Quelle est la continuité primaire qui persiste pendant les phases libérales/conservatrices et démocratiques/autocratiques changeantes en Géorgie ? Ici, le travail de Branko Milanovic pourrait être utile. Dans son commentaire sur Donald Trump, Milanovic résume toute l’histoire des sociétés capitalistes basée sur la lutte entre deux principes fondamentaux : démocratique (l’invasion de l’économie depuis la sphère politique) et hiérarchique (l’invasion de la politique depuis la sphère économique). En d’autres termes, ce que Milanovic souligne est une lutte des classes dans le capitalisme entre les deux intérêts contradictoires des personnes et du capital, aboutissant largement à deux visions conflictuelles pour la structure de la vie économique, politique et sociale. Le principe démocratique dans une société capitaliste vise à exporter les intérêts collectifs dans l’espace économique et à limiter la structure de pouvoir hiérarchique des propriétaires du capital à l’aide de diverses législations, réglementations, syndicats, mécanismes de redistribution, et ainsi de suite. D’autre part, le principe économique du capitalisme vise à exporter les principes de prise de décision hiérarchiques, non démocratiques et corporatistes de l’organisation des entreprises dans l’espace politique. Milanovic affirme que des personnalités comme Trump marquent la victoire ultime du principe économique et du néolibéralisme dans les sociétés occidentales. Nous pouvons essayer de regarder la Géorgie à travers cette lentille.

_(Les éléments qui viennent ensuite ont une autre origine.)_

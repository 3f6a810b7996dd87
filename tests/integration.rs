//! Integration tests for bundleit


use assert_cmd::Command;
use harness::{TestProject, run_bundleit};
use predicates::prelude::*;

#[test]
fn test_basic_tree_output() {
    let project = TestProject::new();
    project.add_file("main.rs", "fn main() {}");
    project.add_file("src/lib.rs", "pub mod foo;");

    let (stdout, _stderr, success) = run_bundleit(&project, &[]);
    assert!(success, "bundleit should succeed");
    assert!(stdout.contains("├── src"), "should show src: {}", stdout);
    assert!(stdout.contains("│   └── lib.rs"), "should nest lib.rs: {}", stdout);
    assert!(stdout.contains("└── main.rs"), "should show main.rs: {}", stdout);
    assert!(stdout.contains("1 directories, 2 files"), "{}", stdout);
}

#[test]
fn test_default_excludes_hide_vendor_directories() {
    let project = TestProject::new();
    project.add_file("index.js", "console.log(1)");
    project.add_file("node_modules/left-pad/index.js", "module.exports = 1");
    project.add_file(".git/config", "[core]");
    project.add_file("yarn.lock", "");

    let (stdout, _stderr, success) = run_bundleit(&project, &[]);
    assert!(success);
    assert!(stdout.contains("index.js"));
    assert!(!stdout.contains("node_modules"), "{}", stdout);
    assert!(!stdout.contains(".git"), "{}", stdout);
    assert!(!stdout.contains("yarn.lock"), "{}", stdout);
}

#[test]
fn test_no_excludes_shows_everything() {
    let project = TestProject::new();
    project.add_file("node_modules/pkg/index.js", "");

    let (stdout, _stderr, success) = run_bundleit(&project, &["--no-excludes"]);
    assert!(success);
    assert!(stdout.contains("node_modules"), "{}", stdout);
}

#[test]
fn test_exclude_flag_adds_pattern() {
    let project = TestProject::new();
    project.add_file("keep.rs", "");
    project.add_file("generated/out.rs", "");
    project.add_file("src/generated/more.rs", "");

    let (stdout, _stderr, success) = run_bundleit(&project, &["-I", "generated"]);
    assert!(success);
    assert!(stdout.contains("keep.rs"));
    assert!(!stdout.contains("generated"), "{}", stdout);
}

#[test]
fn test_anchored_exclude_only_matches_at_root() {
    let project = TestProject::new();
    project.add_file("docs/top.md", "");
    project.add_file("src/docs/inner.md", "");
    project.add_file("docsite/index.md", "");

    let (stdout, _stderr, success) = run_bundleit(&project, &["--no-excludes", "-I", "/docs"]);
    assert!(success);
    assert!(!stdout.contains("top.md"), "{}", stdout);
    assert!(stdout.contains("inner.md"), "{}", stdout);
    assert!(stdout.contains("docsite"), "{}", stdout);
}

#[test]
fn test_gitignore_filtering() {
    let project = TestProject::new();
    project.add_file("main.rs", "fn main() {}");
    project.add_file("debug.log", "log content");
    project.add_file(".gitignore", "*.log\n");

    let (stdout, _stderr, success) = run_bundleit(&project, &[]);
    assert!(success);
    assert!(stdout.contains("main.rs"));
    assert!(!stdout.contains("debug.log"), "{}", stdout);

    let (stdout, _stderr, success) = run_bundleit(&project, &["--no-gitignore"]);
    assert!(success);
    assert!(stdout.contains("debug.log"), "{}", stdout);
}

#[test]
fn test_gitignore_negation_under_ignored_directory() {
    let project = TestProject::new();
    project.add_file(".gitignore", "dist/\n!dist/keep.txt\n");
    project.add_file("dist/keep.txt", "kept");
    project.add_file("dist/bundle.js", "dropped");

    let (stdout, _stderr, success) = run_bundleit(&project, &["--no-excludes"]);
    assert!(success);
    assert!(stdout.contains("dist"), "{}", stdout);
    assert!(stdout.contains("keep.txt"), "{}", stdout);
    assert!(!stdout.contains("bundle.js"), "{}", stdout);
}

#[test]
fn test_depth_limit() {
    let project = TestProject::new();
    project.add_file("top.rs", "");
    project.add_file("level1/mid.rs", "");
    project.add_file("level1/level2/deep.rs", "");

    let (stdout, _stderr, success) = run_bundleit(&project, &["-L", "1"]);
    assert!(success);
    assert!(stdout.contains("top.rs"));
    assert!(stdout.contains("level1"));
    assert!(!stdout.contains("mid.rs"), "{}", stdout);
    assert!(!stdout.contains("deep.rs"), "{}", stdout);
}

#[test]
fn test_background_levels_are_loaded_before_printing() {
    let project = TestProject::new();
    project.add_file("a/b/c/d/e/deep.txt", "");

    let (stdout, _stderr, success) = run_bundleit(&project, &["--profile", "light"]);
    assert!(success);
    assert!(stdout.contains("deep.txt"), "{}", stdout);
}

#[test]
fn test_eager_only_stops_at_initial_depth() {
    let project = TestProject::new();
    project.add_file("a/b/c/deep.txt", "");

    let (stdout, _stderr, success) =
        run_bundleit(&project, &["--profile", "light", "--eager-only"]);
    assert!(success);
    assert!(stdout.contains("b"), "{}", stdout);
    assert!(!stdout.contains("deep.txt"), "{}", stdout);
}

#[test]
fn test_sorting_order() {
    let project = TestProject::new();
    project.add_file("b.txt", "");
    project.add_file("a.txt", "");
    project.add_file("A/inner.txt", "");

    let (stdout, _stderr, success) = run_bundleit(&project, &[]);
    assert!(success);
    let dir = stdout.find("── A").expect("missing A");
    let a = stdout.find("── a.txt").expect("missing a.txt");
    let b = stdout.find("── b.txt").expect("missing b.txt");
    assert!(dir < a && a < b, "{}", stdout);
}

#[test]
fn test_json_output() {
    let project = TestProject::new();
    project.add_file("src/main.rs", "fn main() {}");

    let (stdout, _stderr, success) = run_bundleit(&project, &["--json"]);
    assert!(success);

    let parsed: serde_json::Value = serde_json::from_str(&stdout).expect("valid JSON");
    let tree = parsed["tree"].as_array().expect("tree array");
    assert_eq!(tree[0]["type"], "dir");
    assert_eq!(tree[0]["name"], "src");
    assert_eq!(tree[0]["children"][0]["name"], "main.rs");
    assert_eq!(tree[0]["children"][0]["type"], "file");
    assert!(parsed.get("selection").is_none());
}

#[test]
fn test_line_counts_for_selection() {
    let project = TestProject::new();
    project.add_file("src/main.rs", "fn main() {\n}\n");
    project.add_file("README.md", "# Title");

    let (stdout, _stderr, success) =
        run_bundleit(&project, &["--lines", "-s", "src/main.rs", "-s", "README.md"]);
    assert!(success);
    assert!(stdout.contains("main.rs  (3 lines)"), "{}", stdout);
    assert!(stdout.contains("README.md  (1 lines)"), "{}", stdout);
    assert!(stdout.contains("4 lines in 2 selected files"), "{}", stdout);
}

#[test]
fn test_bundle_written_to_file() {
    let project = TestProject::new();
    project.add_file("src/main.rs", "fn main() {}\n");
    project.add_file("empty.txt", "   \n");

    let (_stdout, stderr, success) = run_bundleit(
        &project,
        &["--bundle", "-s", "src/main.rs", "-s", "empty.txt", "-o", "out.txt"],
    );
    assert!(success, "{}", stderr);
    assert!(stderr.contains("wrote 1 files to out.txt"), "{}", stderr);

    let content = project.read("out.txt");
    assert!(content.starts_with("Listing the contents of the \""));
    assert!(content.contains(&format!("{}\nFile Path: src/main.rs\n\nfn main() {{}}\n", "=".repeat(55))));
    assert!(!content.contains("empty.txt"));
}

#[test]
fn test_bundle_default_file_name() {
    let project = TestProject::new();
    project.add_file("a.txt", "alpha");
    let folder = project
        .path()
        .file_name()
        .unwrap()
        .to_string_lossy()
        .to_string();

    let (_stdout, stderr, success) = run_bundleit(&project, &["--bundle", "-s", "a.txt"]);
    assert!(success, "{}", stderr);
    let content = project.read(&format!("bundle-{}.txt", folder));
    assert!(content.contains("File Path: a.txt"));
}

#[test]
fn test_bundle_to_stdout_with_settings_texts() {
    let project = TestProject::new();
    project.add_file("a.txt", "alpha");
    project.write_settings(r#"{"preText": "Please review", "afterText": "Thanks"}"#);

    Command::from_std(project.command())
        .args(["--bundle", "-s", "a.txt", "-o", "-"])
        .assert()
        .success()
        .stdout(predicate::str::starts_with("Listing the contents of the"))
        .stdout(predicate::str::contains("\nPlease review\n\n"))
        .stdout(predicate::str::contains("File Path: a.txt\n\nalpha"))
        .stdout(predicate::str::ends_with("\nThanks"))
        .stdout(predicate::str::contains("directories,").not());
}

#[test]
fn test_bundle_without_selection_fails() {
    let project = TestProject::new();
    project.add_file("a.txt", "alpha");

    Command::from_std(project.command())
        .args(["--bundle", "-o", "-"])
        .assert()
        .failure()
        .stderr(predicate::str::contains("bundleit: no files selected"));
}

#[test]
fn test_settings_excludes_are_used() {
    let project = TestProject::new();
    project.add_file("keep.rs", "");
    project.add_file("secret/key.pem", "");
    project.write_settings(r#"{"excludes": ["secret"]}"#);

    let (stdout, _stderr, success) = run_bundleit(&project, &[]);
    assert!(success);
    assert!(stdout.contains("keep.rs"));
    assert!(!stdout.contains("secret"), "{}", stdout);
}

#[test]
fn test_invalid_settings_fails() {
    let project = TestProject::new();
    project.add_file("a.txt", "");
    project.write_settings("{ not json");

    Command::from_std(project.command())
        .assert()
        .failure()
        .stderr(predicate::str::contains("invalid JSON"));
}

#[test]
fn test_history_remembers_selection() {
    let project = TestProject::new();
    project.add_file("a.txt", "alpha");
    project.add_file("b.txt", "beta");

    let (_stdout, _stderr, success) = run_bundleit(&project, &["-s", "a.txt"]);
    assert!(success);

    let (stdout, _stderr, success) = run_bundleit(&project, &["--recent"]);
    assert!(success);
    let folder = project.path().file_name().unwrap().to_string_lossy().to_string();
    assert!(stdout.contains(&folder), "{}", stdout);

    let (stdout, stderr, success) =
        run_bundleit(&project, &["--restore-selection", "--bundle", "-o", "-"]);
    assert!(success, "{}", stderr);
    assert!(stdout.contains("File Path: a.txt"), "{}", stdout);
    assert!(!stdout.contains("b.txt"), "{}", stdout);
}

#[test]
fn test_recent_json() {
    let project = TestProject::new();
    project.add_file("a.txt", "");

    let (_stdout, _stderr, success) = run_bundleit(&project, &[]);
    assert!(success);

    let (stdout, _stderr, success) = run_bundleit(&project, &["--recent", "--json"]);
    assert!(success);
    let parsed: serde_json::Value = serde_json::from_str(&stdout).expect("valid JSON");
    let entries = parsed.as_array().expect("array");
    assert_eq!(entries.len(), 1);
    assert!(entries[0]["lastOpened"].is_string());
}

#[test]
fn test_missing_directory_fails() {
    let project = TestProject::new();

    Command::from_std(project.command())
        .arg("does-not-exist")
        .assert()
        .failure()
        .stderr(predicate::str::contains("cannot read directory"));
}

#[test]
fn test_invalid_cache_ttl_is_rejected() {
    let project = TestProject::new();

    Command::from_std(project.command())
        .args(["--cache-ttl", "soon"])
        .assert()
        .failure();
}

#[test]
fn test_version_flag() {
    Command::cargo_bin("bundleit")
        .unwrap()
        .arg("--version")
        .assert()
        .success()
        .stdout(predicate::str::contains("bundleit"));
}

Les États post-soviétiques sont les cas historiques exemplaires de la conceptualisation de Milanovic des sociétés construites sur la domination de l’économique sur le principe démocratique. En général, la tradition des études post-communistes est riche en théorisations de l’émergence d’un certain type de capitalisme néolibéral après l’effondrement soviétique. Les capitalistes politiques — définis comme une classe dirigeante qui est arrivée au pouvoir après l’effondrement de l’Union soviétique principalement en utilisant le pouvoir politique pour s’emparer des actifs de l’État — est l’un de ces concepts populaires. Pour certains, le capitalisme dirigé par des capitalistes politiques a des similitudes avec le concept de copinage, ou même avec la critique de Max Weber de la politique et de la société allemandes en 1917, qui l’explique comme un type de capitalisme, qui repose sur « une conjoncture momentanée purement politique — des contrats gouvernementaux, du financement des guerres, de la spéculation sur le marché noir, de toutes les opportunités de profit et de vol, des gains et des risques impliqués dans l’aventurisme, tout cela étant considérablement accru pendant la guerre — et le calcul de la rentabilité qui est caractéristique de la conduite rationnelle bourgeoise des affaires (Betrieb) en temps de paix ». Cette ligne d’analyse nous en dit beaucoup sur le fonctionnement de la politique et des sociétés post-soviétiques. Néanmoins, ce n’est pas suffisant pour ouvrir la voie à une comparaison du capitalisme « de copinage » vis-à-vis du capitalisme « pur » que les libéraux mentionnent souvent — ceux qui à ce jour restent quelque peu perplexes face aux résultats « inattendus » de la voie de transition post-socialiste choisie. Le capitalisme post-soviétique a toujours été « politique » et « de copinage », et il y a plus de raisons historiques à cela que le retard de la culture politique ou des réformes judiciaires insuffisantes.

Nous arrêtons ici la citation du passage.